ISTOÉ – E virar celebridade? Alguém já chamou o sr. de marqueteiro?
Drauzio Varella

Podem até falar que sou marqueteiro. Tenho uma defesa: dedico à medicina 70% do meu tempo, sou estudioso e quem me conhece sabe que não sou ignorante. Tenho vontade de melhorar o trabalho em televisão e de aprender mais. Acredito que a função mais importante da medicina é divulgar o conhecimento. E a solução é investir na prevenção. Estou convencido de que a maioria das doenças ocorre por erros do dia a dia, que se somam. Os médicos vivem dizendo que o povo é ignorante e eu pergunto se alguém explica os problemas para a população. Temos de falar com as pessoas. Há muitos médicos bem-intencionados que acham que a medicina deve ser feita entre quatro paredes, só com o paciente. Tenho o maior respeito por eles, mas acho uma idéia antiquada. Tem um outro tipo de médico, o competitivo. Esses eu não tenho como evitar que falem mal de mim. A crítica que mais ouço é que me meto a falar de tudo. Vou usar a tevê só para falar de câncer? É ridículo. Falo algo errado? Isso ninguém contesta porque eu estudo feito um tarado para fazer cada série.

ISTOÉ – Por que é tão difícil cuidar da saúde?
Drauzio Varella

Somos ótimos planejadores a curto prazo. Mas e pensar como estará o corpo daqui a cinco anos? Nós não sabemos fazer isso porque isso não foi essencial para nossa sobrevivência. A humanidade tem cinco milhões de anos. O que adiantava pensar dali a cinco anos? O cara tinha que pensar no almoço dele. As preocupações eram imediatas.

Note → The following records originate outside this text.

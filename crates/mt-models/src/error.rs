//! Error types for mt-models

use mt_core::{CoreError, ErrorKind, VersionStatus};
use mt_meta::MetaError;
use std::time::Duration;
use thiserror::Error;

/// Model lifecycle and prediction errors
#[derive(Error, Debug)]
pub enum ModelError {
    /// Model not found (MV001)
    #[error("[MV001] Model '{0}' is not found")]
    ModelNotFound(String),

    /// Model version not found (MV002)
    #[error("[MV002] Version {version} of model '{model}' is not found")]
    VersionNotFound { model: String, version: u32 },

    /// Model already exists (MV003)
    #[error("[MV003] Model '{0}' already exists")]
    AlreadyExists(String),

    /// Attempt to delete the active version (MV004)
    #[error("[MV004] Can't remove active version: {model}.{version}")]
    ActiveVersionDelete { model: String, version: u32 },

    /// Attempt to delete a version that is still training (MV005)
    #[error("[MV005] Can't remove version {model}.{version} while it is generating")]
    VersionGenerating { model: String, version: u32 },

    /// Version not yet usable (MV006)
    #[error("[MV006] Model '{model}' version {version} is not ready: status is {status}")]
    NotReady {
        model: String,
        version: u32,
        status: VersionStatus,
    },

    /// No engine registered under that name (MV007)
    #[error("[MV007] Unknown ML engine '{0}'")]
    UnknownEngine(String),

    /// Engine rejected the training options (MV008)
    #[error("[MV008] Invalid training options: {0}")]
    InvalidOptions(String),

    /// Engine failure during training or prediction (MV009)
    #[error("[MV009] ML engine error: {0}")]
    Engine(String),

    /// Training data query failed (MV010)
    #[error("[MV010] Failed to load training data: {0}")]
    TrainingData(String),

    /// Predictor broke the one-output-row-per-input-row contract (MV011)
    #[error("[MV011] Predictor returned {actual} rows for {expected} input rows")]
    RowCountMismatch { expected: usize, actual: usize },

    /// Prediction exceeded its deadline (MV012)
    #[error("[MV012] Prediction timed out after {0:?}")]
    PredictTimeout(Duration),

    /// Synchronous wait for training exceeded its bound (MV013)
    #[error("[MV013] Training of {model}.{version} did not finish within {waited:?}")]
    WaitTimeout {
        model: String,
        version: u32,
        waited: Duration,
    },

    /// Training finished in error while the caller waited (MV014)
    #[error("[MV014] Training of {model}.{version} failed: {message}")]
    TrainingFailed {
        model: String,
        version: u32,
        message: String,
    },

    /// Metadata store error (MV015)
    #[error("[MV015] {0}")]
    Meta(#[from] MetaError),

    /// Name or config error (MV016)
    #[error("[MV016] {0}")]
    Core(#[from] CoreError),
}

impl ModelError {
    /// Map this error onto the shared taxonomy.
    pub fn kind(&self) -> ErrorKind {
        match self {
            ModelError::ModelNotFound(_) | ModelError::VersionNotFound { .. } => {
                ErrorKind::EntityNotExists
            }
            ModelError::AlreadyExists(_)
            | ModelError::ActiveVersionDelete { .. }
            | ModelError::VersionGenerating { .. } => ErrorKind::OperationForbidden,
            ModelError::NotReady { .. } => ErrorKind::ModelNotReady,
            ModelError::UnknownEngine(_) | ModelError::InvalidOptions(_) => ErrorKind::Validation,
            ModelError::Engine(_)
            | ModelError::TrainingData(_)
            | ModelError::RowCountMismatch { .. }
            | ModelError::TrainingFailed { .. } => ErrorKind::Adapter,
            ModelError::PredictTimeout(_) | ModelError::WaitTimeout { .. } => ErrorKind::Timeout,
            ModelError::Meta(e) => e.kind(),
            ModelError::Core(e) => e.kind(),
        }
    }
}

/// Result type alias for ModelError
pub type ModelResult<T> = Result<T, ModelError>;

#[cfg(test)]
mod tests {
    use super::*;

    #[test]
    fn test_kinds() {
        let err = ModelError::ActiveVersionDelete {
            model: "proj.m".to_string(),
            version: 2,
        };
        assert_eq!(err.kind(), ErrorKind::OperationForbidden);
        assert!(err.to_string().contains("Can't remove active version"));

        let err = ModelError::Meta(MetaError::NotFound {
            entity: "Model",
            name: "proj.m".to_string(),
        });
        assert_eq!(err.kind(), ErrorKind::EntityNotExists);
        assert!(ModelError::PredictTimeout(Duration::from_millis(5))
            .kind()
            .is_retryable());
    }
}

Fomos programados para comer bastante, acumular energia para gastar e descansar no intervalo. Comer, calçar um tênis e sair para correr é absolutamente contra a natureza. Só se você colocar como algo muito importante, prioridade mesmo.

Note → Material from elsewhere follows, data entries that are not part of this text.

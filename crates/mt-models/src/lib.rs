//! mt-models - Model lifecycle for Modeltable
//!
//! Owns the version state machine of every model: allocating version
//! numbers, running training in the background, moving the active-version
//! pointer and guarding deletion. Predictions are produced through the
//! [`MlEngine`] trait and merged onto their input rows by the
//! [`PredictorAdapter`].

pub mod dummy;
pub mod engine;
pub mod error;
pub mod manager;
pub mod predictor;

pub use dummy::DummyEngine;
pub use engine::{EngineRegistry, MlEngine, TrainingDataLoader};
pub use error::{ModelError, ModelResult};
pub use manager::ModelVersionManager;
pub use predictor::PredictorAdapter;
//! The job scheduler: runs every due job once per tick

use crate::error::JobResult;
use crate::runner::QueryRunner;
use mt_core::{Clock, Job, JobHistoryEntry, KeyedLocks};
use mt_meta::MetaStore;
use mt_sql::{render_job_query, JobTemplateVars};
use std::sync::Arc;
use std::time::Duration;
use tokio::sync::watch;
use tokio::task::JoinHandle;

/// Outcome counts of one [`Scheduler::check_timetable`] call
#[derive(Debug, Clone, Copy, Default, PartialEq, Eq)]
pub struct TickReport {
    /// Jobs executed this tick, failed ones included
    pub ran: usize,
    pub failed: usize,
}

enum RunOutcome {
    Skipped,
    Succeeded,
    Failed,
}

pub struct Scheduler {
    store: Arc<dyn MetaStore>,
    runner: Arc<dyn QueryRunner>,
    clock: Arc<dyn Clock>,
    locks: KeyedLocks<(String, String)>,
}

impl Scheduler {
    pub fn new(
        store: Arc<dyn MetaStore>,
        runner: Arc<dyn QueryRunner>,
        clock: Arc<dyn Clock>,
    ) -> Self {
        Self {
            store,
            runner,
            clock,
            locks: KeyedLocks::new(),
        }
    }

    /// Run every active job whose `next_run_at` has passed.
    ///
    /// Each due job runs at most once per call. A job that fell several
    /// periods behind catches up one period per tick.
    pub async fn check_timetable(&self) -> JobResult<TickReport> {
        let now = self.clock.now();
        let due: Vec<Job> = self
            .store
            .list_jobs(None)?
            .into_iter()
            .filter(|job| job.is_due(now))
            .collect();

        let mut report = TickReport::default();
        for job in due {
            match self.run_job(&job).await {
                Ok(RunOutcome::Skipped) => {}
                Ok(RunOutcome::Succeeded) => report.ran += 1,
                Ok(RunOutcome::Failed) => {
                    report.ran += 1;
                    report.failed += 1;
                }
                Err(e) => {
                    log::error!("Job {} could not be scheduled: {}", job.id, e);
                    report.failed += 1;
                }
            }
        }
        if report.ran > 0 || report.failed > 0 {
            log::info!(
                "Scheduler tick: {} job(s) ran, {} failed",
                report.ran,
                report.failed
            );
        }
        Ok(report)
    }

    async fn run_job(&self, candidate: &Job) -> JobResult<RunOutcome> {
        let key = (
            candidate.id.project.to_ascii_lowercase(),
            candidate.id.name.to_ascii_lowercase(),
        );
        let _guard = self.locks.lock(&key).await;

        // A concurrent tick may have run it while we waited
        let Some(job) = self.store.get_job(&candidate.id)? else {
            return Ok(RunOutcome::Skipped);
        };
        if !job.is_due(self.clock.now()) {
            return Ok(RunOutcome::Skipped);
        }
        let Some(expected) = job.next_run_at else {
            return Ok(RunOutcome::Skipped);
        };
        let next = job.following_run(expected);
        if !self.store.claim_run(&job.id, expected, next)? {
            log::debug!("Job {} was claimed elsewhere", job.id);
            return Ok(RunOutcome::Skipped);
        }

        let started_at = self.clock.now();
        let previous_start = self.store.last_successful_start(&job.id)?;
        let vars = JobTemplateVars {
            previous_start,
            start: Some(started_at),
        };

        let (query, result) = match render_job_query(&job.query, vars) {
            Ok(query) => {
                let result = self.runner.run_query(&job.id.project, &query).await;
                (query, result.map(|batch| batch.len()))
            }
            Err(e) => (job.query.clone(), Err(e.into())),
        };

        let error = match result {
            Ok(rows) => {
                log::info!("Job {} finished ({} rows)", job.id, rows);
                None
            }
            Err(e) => {
                log::warn!("Job {} failed: {}", job.id, e);
                Some(e.to_string())
            }
        };
        let failed = error.is_some();
        self.store.append_history(&JobHistoryEntry {
            project: job.id.project.clone(),
            job_name: job.id.name.clone(),
            query,
            started_at,
            finished_at: self.clock.now(),
            error,
        })?;

        match next {
            Some(at) => log::debug!("Job {} next run at {}", job.id, at),
            None => log::debug!("Job {} has no further runs", job.id),
        }
        Ok(if failed {
            RunOutcome::Failed
        } else {
            RunOutcome::Succeeded
        })
    }

    /// Spawn the periodic timer task. The first tick fires after one
    /// `interval`.
    pub fn start(self: Arc<Self>, interval: Duration) -> SchedulerHandle {
        let (shutdown_tx, mut shutdown_rx) = watch::channel(false);
        let task = tokio::spawn(async move {
            let mut timer = tokio::time::interval(interval);
            timer.set_missed_tick_behavior(tokio::time::MissedTickBehavior::Skip);
            timer.tick().await;
            log::info!("Scheduler started (interval {:?})", interval);

            loop {
                tokio::select! {
                    changed = shutdown_rx.changed() => {
                        if changed.is_err() || *shutdown_rx.borrow() {
                            break;
                        }
                    }
                    _ = timer.tick() => {
                        if let Err(e) = self.check_timetable().await {
                            log::error!("Scheduler tick failed: {}", e);
                        }
                    }
                }
            }
            log::info!("Scheduler stopped");
        });
        SchedulerHandle { shutdown_tx, task }
    }
}

/// Handle to a running scheduler task
pub struct SchedulerHandle {
    shutdown_tx: watch::Sender<bool>,
    task: JoinHandle<()>,
}

impl SchedulerHandle {
    /// Signal the timer task and wait for an in-flight tick to finish
    pub async fn stop(self) {
        let _ = self.shutdown_tx.send(true);
        if let Err(e) = self.task.await {
            log::warn!("Scheduler task ended abnormally: {}", e);
        }
    }

    pub fn is_finished(&self) -> bool {
        self.task.is_finished()
    }
}

#[cfg(test)]
#[path = "scheduler_test.rs"]
mod tests;
use super::*;

#[test]
fn test_column_widths_cover_header_and_cells() {
    let widths = calculate_column_widths(
        &["NAME", "V"],
        &[
            vec!["orders".to_string(), "1".to_string()],
            vec!["x".to_string(), "12345".to_string()],
        ],
    );
    assert_eq!(widths, vec![6, 5]);
}

#[test]
fn test_render_table_alignment() {
    let table = render_table(
        &["NAME", "TYPE"],
        &[vec!["orders".to_string(), "model".to_string()]],
    );
    assert_eq!(table, "NAME    TYPE\n------  -----\norders  model");
}

#[test]
fn test_batch_to_json() {
    let batch = RowBatch::from_named(
        &["id", "name", "score"],
        vec![
            vec![Value::Integer(1), Value::Text("a".into()), Value::Float(0.5)],
            vec![Value::Integer(2), Value::Null, Value::Float(f64::NAN)],
        ],
    );
    let json = batch_to_json(&batch);
    assert_eq!(
        json,
        serde_json::json!([
            {"id": 1, "name": "a", "score": 0.5},
            {"id": 2, "name": null, "score": null},
        ])
    );
}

ISTOÉ – O que acha da medicina alternativa?
Drauzio Varella

Sempre falo coisas que deixam muita gente brava. Sabe o que eu acho? Você toma um tiro, vai para o hospital e não quer saber de escolher, quer é tirar a bala. Não há alternativa. Nossa medicina é a melhor que o homem foi capaz de desenvolver. Quando surge uma nova técnica, é preciso provar que é útil. Para isso só existe a metodologia científica. Se não houver provas de que funciona, não pode ser aceita. Se é bom, prova. Do contrário, é quase uma religião. Se você não tiver controle objetivo, não tem como analisar resultados. E esse pessoal da medicina alternativa quer fazer esse trabalho sem metodologia científica. Fica difícil porque você tem de acreditar nos resultados e a medicina não funciona na base da crença. Nós não nos entendemos com eles porque não é possível. Não é competição. Só não falamos a mesma língua.

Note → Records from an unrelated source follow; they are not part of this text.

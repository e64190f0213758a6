use std::collections::BTreeMap;

use log::{debug, info};

use crate::RouterId;
use crate::protocol::FLOOD_BOUND;
use crate::protocol::neighbors::NeighborTables;
use crate::protocol::table::{Cost, RoutingTable};
use crate::protocol::wire::Advertisement;

/// Router lifecycle. The transport loop drives the transitions; `Shutdown`
/// is terminal.
#[derive(Debug, Clone, Copy, PartialEq, Eq)]
pub enum Phase {
    Initializing,
    Advertising,
    Converged,
    Flooding,
    Shutdown,
}

/// Per-router protocol state: routing table, neighbor cache, and lifecycle.
/// Owns no sockets, so it can be driven directly from tests or from the
/// transport loop.
pub struct RouterCore {
    name: RouterId,
    links: BTreeMap<RouterId, u32>,
    table: RoutingTable,
    cache: NeighborTables,
    phase: Phase,
}

impl RouterCore {
    pub fn new(name: RouterId, universe: &[RouterId], links: Vec<(RouterId, u32)>) -> Self {
        let table = RoutingTable::new(name.clone(), universe, &links);
        Self {
            name,
            links: links.into_iter().collect(),
            table,
            cache: NeighborTables::new(),
            phase: Phase::Initializing,
        }
    }

    pub fn name(&self) -> &RouterId {
        &self.name
    }

    pub fn phase(&self) -> Phase {
        self.phase
    }

    /// Snapshot of the current routing table.
    pub fn table(&self) -> &RoutingTable {
        &self.table
    }

    pub fn has_converged(&self) -> bool {
        matches!(self.phase, Phase::Converged | Phase::Flooding)
    }

    pub fn neighbors(&self) -> impl Iterator<Item = &RouterId> {
        self.links.keys()
    }

    /// Entered when the initial table has been advertised.
    pub fn start_advertising(&mut self) {
        debug!("{}: phase -> Advertising", self.name);
        self.phase = Phase::Advertising;
    }

    pub fn mark_converged(&mut self) {
        debug!("{}: phase -> Converged", self.name);
        self.phase = Phase::Converged;
    }

    pub fn shutdown(&mut self) {
        debug!("{}: phase -> Shutdown", self.name);
        self.phase = Phase::Shutdown;
    }

    /// Full-table advertisement of the current local view.
    pub fn advertisement(&self) -> Advertisement {
        Advertisement {
            sender: self.name.clone(),
            distances: self
                .table
                .iter()
                .map(|(dest, entry)| (dest.clone(), entry.cost))
                .collect(),
        }
    }

    /// Cache a received advertisement and run one relaxation pass.
    /// Returns true when the routing table changed, in which case the
    /// caller must re-advertise (triggered update).
    pub fn apply_advertisement(&mut self, adv: Advertisement) -> bool {
        self.cache.insert(adv.sender, adv.distances);
        self.relax()
    }

    /// One Bellman-Ford pass over every cached neighbor vector. Event-driven:
    /// network-wide convergence emerges from repeated triggered updates, not
    /// from iterating to a fixpoint here. Deliberately no split-horizon or
    /// poison-reverse.
    fn relax(&mut self) -> bool {
        let mut changed = false;

        for (neighbor, vector) in self.cache.iter() {
            // Local cost to the neighbor itself; an unreachable sender
            // contributes nothing this pass.
            let Cost::Finite(link) = self.table.cost(neighbor) else {
                continue;
            };

            for (dest, &advertised) in vector {
                if dest == &self.name {
                    continue;
                }

                let candidate = Cost::Finite(link).saturating_add(advertised);
                let current = self.table.cost(dest);
                if candidate < current {
                    debug!(
                        "{}: route to {} improved {} -> {} via {}",
                        self.name, dest, current, candidate, neighbor
                    );
                    self.table.set(dest.clone(), neighbor.clone(), candidate);
                    changed = true;
                }
            }
        }

        if changed {
            info!("{}: routing table updated", self.name);
        }

        changed
    }

    /// True when every destination's route agrees with its next hop's
    /// advertised view: the hop is a configured neighbor with a cached
    /// vector, the hop sees us at our local cost to it, and hop cost plus
    /// the hop's estimate equals our estimate. Checked on receive-timeout
    /// rather than per update, to avoid false positives under transient
    /// skew.
    pub fn is_converged(&self) -> bool {
        for (dest, entry) in self.table.iter() {
            if dest == &self.name {
                continue;
            }

            let hop = &entry.next_hop;
            if !self.links.contains_key(hop) {
                return false;
            }
            let Some(vector) = self.cache.get(hop) else {
                return false;
            };

            let local_to_hop = self.table.cost(hop);
            let hop_to_self = vector.get(&self.name).copied().unwrap_or(Cost::Infinite);
            if hop_to_self != local_to_hop {
                return false;
            }

            let hop_to_dest = vector.get(dest).copied().unwrap_or(Cost::Infinite);
            if local_to_hop.saturating_add(hop_to_dest) != entry.cost {
                return false;
            }
        }

        true
    }

    /// Root-side start of the post-convergence counting broadcast.
    /// Returns the counter to put on the wire.
    pub fn initiate_flood(&mut self) -> u32 {
        debug!("{}: phase -> Flooding (root)", self.name);
        self.phase = Phase::Flooding;
        0
    }

    /// Receiver side of the counting broadcast: returns `Some(counter)` to
    /// re-flood with, or `None` when the outgoing counter would exceed the
    /// bound, in which case the router has entered `Shutdown` and must send
    /// nothing.
    pub fn relay_flood(&mut self, received: u32) -> Option<u32> {
        // Compare before incrementing: the counter comes off the wire as an
        // arbitrary u32, and `received + 1` could wrap.
        if received >= FLOOD_BOUND {
            info!(
                "{}: flood counter {} has reached bound {}, shutting down",
                self.name, received, FLOOD_BOUND
            );
            self.phase = Phase::Shutdown;
            None
        } else {
            debug!("{}: phase -> Flooding", self.name);
            self.phase = Phase::Flooding;
            Some(received + 1)
        }
    }
}
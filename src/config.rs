use std::collections::BTreeMap;
use std::fs;
use std::net::Ipv4Addr;
use std::path::Path;

use anyhow::{Context, Result, bail};
use serde::{Deserialize, Serialize};

use crate::RouterId;

/// Directly connected links for the local router, from the plain-text
/// topology file: one `name,cost` line per neighbor.
#[derive(Debug, Clone, Default)]
pub struct TopologyConfig {
    pub links: Vec<(RouterId, u32)>,
}

impl TopologyConfig {
    pub fn load(path: &Path) -> Result<Self> {
        let content = fs::read_to_string(path)
            .with_context(|| format!("reading topology file {}", path.display()))?;
        Self::parse(&content)
    }

    pub fn parse(content: &str) -> Result<Self> {
        let mut links = Vec::new();
        for line in content.lines() {
            let line = line.trim();
            if line.is_empty() {
                continue;
            }
            let (name, cost) = line
                .split_once(',')
                .with_context(|| format!("topology line {:?} has no comma", line))?;
            let name = name.trim();
            if name.is_empty() {
                bail!("topology line {:?} has an empty neighbor name", line);
            }
            let cost: u32 = cost
                .trim()
                .parse()
                .with_context(|| format!("bad link cost in topology line {:?}", line))?;
            links.push((name.to_string(), cost));
        }
        Ok(Self { links })
    }
}

/// Shared network-wide configuration, identical across every router
/// process: the node universe with its loopback addresses, the designated
/// flood root, and the receive timeout that doubles as the scheduling
/// heartbeat.
#[derive(Debug, Clone, Serialize, Deserialize)]
pub struct NetworkConfig {
    pub addresses: BTreeMap<RouterId, Ipv4Addr>,
    pub flood_root: RouterId,
    pub recv_timeout_secs: u64,
}

impl Default for NetworkConfig {
    fn default() -> Self {
        let addresses = ["A", "B", "C", "D", "E", "F"]
            .iter()
            .enumerate()
            .map(|(i, name)| (name.to_string(), Ipv4Addr::new(127, 0, 0, i as u8 + 1)))
            .collect();
        Self {
            addresses,
            flood_root: "A".to_string(),
            recv_timeout_secs: 10,
        }
    }
}

impl NetworkConfig {
    pub fn load(path: &Path) -> Result<Self> {
        let content = fs::read_to_string(path)
            .with_context(|| format!("reading network config {}", path.display()))?;
        let config: NetworkConfig = serde_json::from_str(&content)
            .with_context(|| format!("parsing network config {}", path.display()))?;
        Ok(config)
    }

    pub fn address_of(&self, id: &RouterId) -> Option<Ipv4Addr> {
        self.addresses.get(id).copied()
    }

    /// Every node id of the static universe, in stable order.
    pub fn universe(&self) -> Vec<RouterId> {
        self.addresses.keys().cloned().collect()
    }
}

ISTOÉ – O que o sr. acha das insinuações de que médicos fazem acordos com laboratórios farmacêuticos para receitar remédios?
Drauzio Varella

Já ouvi falar disso, mas nunca vi ninguém receitar remédio e receber por isso. Acho que a relação com a indústria é mais sutil. Nós devemos muito aos laboratórios. A maior parte das pessoas que vai a congressos internacionais é patrocinada pela indústria farmacêutica. Isso quer dizer que eles pagam para o médico receitar o remédio? Não, e nem precisa. Eles pagam para o médico se atualizar. O médico atualizado vai receitar o melhor remédio, o que coincide com o interesse da indústria. Tem uma relação indireta aí. Eles estão pagando a viagem. Receitar ou não o remédio do laboratório não vem ao caso nem a indústria está interessada nesse jogo.

ISTOÉ – O que o sr. acha do aborto?
Drauzio Varella

Nós estamos tão atrasados nessa área que não conseguimos nem dar recursos para as meninas não engravidarem, o que é anterior à questão do aborto. Sou contra o aborto! Nem a mulher que faz é a favor. Ninguém é mais contra do que ela. Na hora, está inundada por hormônios que a fazem querer ter o filho. Ela só faz porque não vê outra solução. Na verdade, o aborto é livre no Brasil. Se você engravidar hoje à noite, daqui a um mês você pode fazer um aborto em São Paulo sem nenhum problema. Só precisa ter dinheiro. Aqui, o aborto é livre para quem tem dinheiro e não é para quem não pode pagar. Essa é a realidade brasileira, mantida pela Igreja e pelos políticos.